▶ INSTRUCTIONS FOR THE TASK: Return, word for word, the line containing "Self::parse(s)" and every line after it through the last line of the records below.
• • • •
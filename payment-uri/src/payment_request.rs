//! `PRiVCY:` payment request URI parsing and formatting
//!
//! The format follows [BIP21](https://github.com/bitcoin/bips/blob/master/bip-0021.mediawiki)
//! with the PRiVCY scheme and only the `label` and `amount` parameters.

use std::{borrow::Cow, fmt, str::FromStr};

use common::{amount::Amount, denomination::Denomination};
use serde::{Deserialize, Deserializer, Serialize, de};

use crate::{
    MAX_INPUT_LEN_KIB, ParseError,
    uri::{Uri, UriParam},
};

/// A request to pay some `address`, as encoded in a payment URI.
///
/// Examples:
///
/// ```not_rust
/// PRiVCY:PRiV5qoN9KrpRLsbvZ3hq5JAr8MqtX1MzE
///
/// PRiVCY:PRiV5qoN9KrpRLsbvZ3hq5JAr8MqtX1MzE?amount=20.3&label=Luke-Jr
///
/// PRiVCY://PRiV5qoN9KrpRLsbvZ3hq5JAr8MqtX1MzE?req-label=Donation
/// ```
///
/// A request with an empty `address` can't be built by parsing or
/// deserializing, and its URI wouldn't parse back.
#[derive(Clone, Debug, Eq, PartialEq, Serialize)]
pub struct PaymentRequest {
    /// The payment destination, exactly as written in the URI (after
    /// percent-decoding). Never empty, but also never validated here.
    pub address: String,

    /// Recipient label / vendor
    pub label: Option<String>,

    /// Requested amount. [`Amount::ZERO`] if unspecified.
    pub amount: Amount,
}

impl PaymentRequest {
    pub const URI_SCHEME: &'static str = "PRiVCY";

    /// Parse a `PRiVCY:` (or `PRiVCY://`) payment URI.
    pub fn parse(s: &str) -> Result<Self, ParseError> {
        Self::parse_with_scheme(s, Self::URI_SCHEME)
    }

    /// Parse a payment URI with some other `scheme`. The scheme comparison is
    /// exact, including case.
    pub fn parse_with_scheme(
        s: &str,
        scheme: &str,
    ) -> Result<Self, ParseError> {
        let s = s.trim();
        if s.len() > (MAX_INPUT_LEN_KIB << 10) {
            return Err(ParseError::TooLong);
        }

        let uri = Uri::parse(s).ok_or(ParseError::UnsupportedScheme)?;
        if uri.scheme != scheme {
            tracing::debug!(
                expected = scheme,
                actual = uri.scheme,
                "Payment URI scheme mismatch"
            );
            return Err(ParseError::UnsupportedScheme);
        }

        Self::parse_uri_inner(uri)
            .inspect_err(|err| tracing::debug!("Rejected payment URI: {err}"))
    }

    fn parse_uri_inner(uri: Uri<'_>) -> Result<Self, ParseError> {
        if uri.body.is_empty() {
            return Err(ParseError::MissingAddress);
        }

        let params = uri
            .params
            .iter()
            .try_fold(Params::default(), Params::apply)?;

        Ok(Self {
            address: uri.body.into_owned(),
            label: params.label,
            amount: params.amount,
        })
    }

    /// Format this request as a URI with some other `scheme`.
    pub fn encode_with_scheme(&self, scheme: &str) -> String {
        self.to_uri(scheme).to_string()
    }

    fn to_uri<'a>(&'a self, scheme: &'a str) -> Uri<'a> {
        let mut out = Uri {
            scheme,
            body: Cow::Borrowed(&self.address),
            params: Vec::new(),
        };

        // A zero amount means "unspecified" and round trips as absent.
        if !self.amount.is_zero() {
            out.params.push(UriParam {
                key: Cow::Borrowed("amount"),
                value: Cow::Owned(self.amount.coins().normalize().to_string()),
            });
        }

        if let Some(label) = &self.label {
            out.params.push(UriParam {
                key: Cow::Borrowed("label"),
                value: Cow::Borrowed(label),
            });
        }

        out
    }
}

/// The recognized parameters accumulated while walking a URI's query string.
/// Later occurrences of a key overwrite earlier ones.
#[derive(Default)]
struct Params {
    label: Option<String>,
    amount: Amount,
}

impl Params {
    fn apply(self, param: &UriParam<'_>) -> Result<Self, ParseError> {
        let key = param.key_parsed();

        if key.is("label") {
            Ok(Self {
                label: Some(param.value.clone().into_owned()),
                ..self
            })
        } else if key.is("amount") {
            // An empty amount is the same as no amount.
            if param.value.is_empty() {
                return Ok(self);
            }
            let amount = Amount::parse_in(Denomination::PRIV, &param.value)
                .map_err(ParseError::InvalidAmount)?;
            Ok(Self { amount, ..self })
        } else if key.is_req {
            Err(ParseError::UnsupportedRequiredParameter(key.name.to_owned()))
        } else {
            // ignore unrecognized, optional params
            Ok(self)
        }
    }
}

impl FromStr for PaymentRequest {
    type Err = ParseError;
    fn from_str(s: &str) -> Result<Self, Self::Err> {
        Self::parse(s)
    }
}

impl fmt::Display for PaymentRequest {
    fn fmt(&self, f: &mut fmt::Formatter<'_>) -> fmt::Result {
        fmt::Display::fmt(&self.to_uri(Self::URI_SCHEME), f)
    }
}

impl<'de> Deserialize<'de> for PaymentRequest {
    fn deserialize<D>(deserializer: D) -> Result<Self, D::Error>
    where
        D: Deserializer<'de>,
    {
        #[derive(Deserialize)]
        struct RawPaymentRequest {
            address: String,
            label: Option<String>,
            amount: Amount,
        }

        let raw = RawPaymentRequest::deserialize(deserializer)?;
        if raw.address.is_empty() {
            return Err(de::Error::custom(ParseError::MissingAddress));
        }

        Ok(Self {
            address: raw.address,
            label: raw.label,
            amount: raw.amount,
        })
    }
}

#[cfg(any(test, feature = "test-utils"))]
mod arbitrary_impl {
    use common::test_utils::arbitrary::{any_base58_address, any_label};
    use proptest::{
        arbitrary::{Arbitrary, any},
        option,
        strategy::{BoxedStrategy, Strategy},
    };

    use super::*;

    impl Arbitrary for PaymentRequest {
        type Parameters = ();
        type Strategy = BoxedStrategy<Self>;
        fn arbitrary_with(_args: Self::Parameters) -> Self::Strategy {
            (any_base58_address(), option::of(any_label()), any::<Amount>())
                .prop_map(|(address, label, amount)| Self {
                    address,
                    label,
                    amount,
                })
                .boxed()
        }
    }
}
• • • •
▶ SOLUTION TO THIS EXERCISE:
        Self::parse(s)
    }
}

impl fmt::Display for PaymentRequest {
    fn fmt(&self, f: &mut fmt::Formatter<'_>) -> fmt::Result {
        fmt::Display::fmt(&self.to_uri(Self::URI_SCHEME), f)
    }
}

impl<'de> Deserialize<'de> for PaymentRequest {
    fn deserialize<D>(deserializer: D) -> Result<Self, D::Error>
    where
        D: Deserializer<'de>,
    {
        #[derive(Deserialize)]
        struct RawPaymentRequest {
            address: String,
            label: Option<String>,
            amount: Amount,
        }

        let raw = RawPaymentRequest::deserialize(deserializer)?;
        if raw.address.is_empty() {
            return Err(de::Error::custom(ParseError::MissingAddress));
        }

        Ok(Self {
            address: raw.address,
            label: raw.label,
            amount: raw.amount,
        })
    }
}

#[cfg(any(test, feature = "test-utils"))]
mod arbitrary_impl {
    use common::test_utils::arbitrary::{any_base58_address, any_label};
    use proptest::{
        arbitrary::{Arbitrary, any},
        option,
        strategy::{BoxedStrategy, Strategy},
    };

    use super::*;

    impl Arbitrary for PaymentRequest {
        type Parameters = ();
        type Strategy = BoxedStrategy<Self>;
        fn arbitrary_with(_args: Self::Parameters) -> Self::Strategy {
            (any_base58_address(), option::of(any_label()), any::<Amount>())
                .prop_map(|(address, label, amount)| Self {
                    address,
                    label,
                    amount,
                })
                .boxed()
        }
    }
}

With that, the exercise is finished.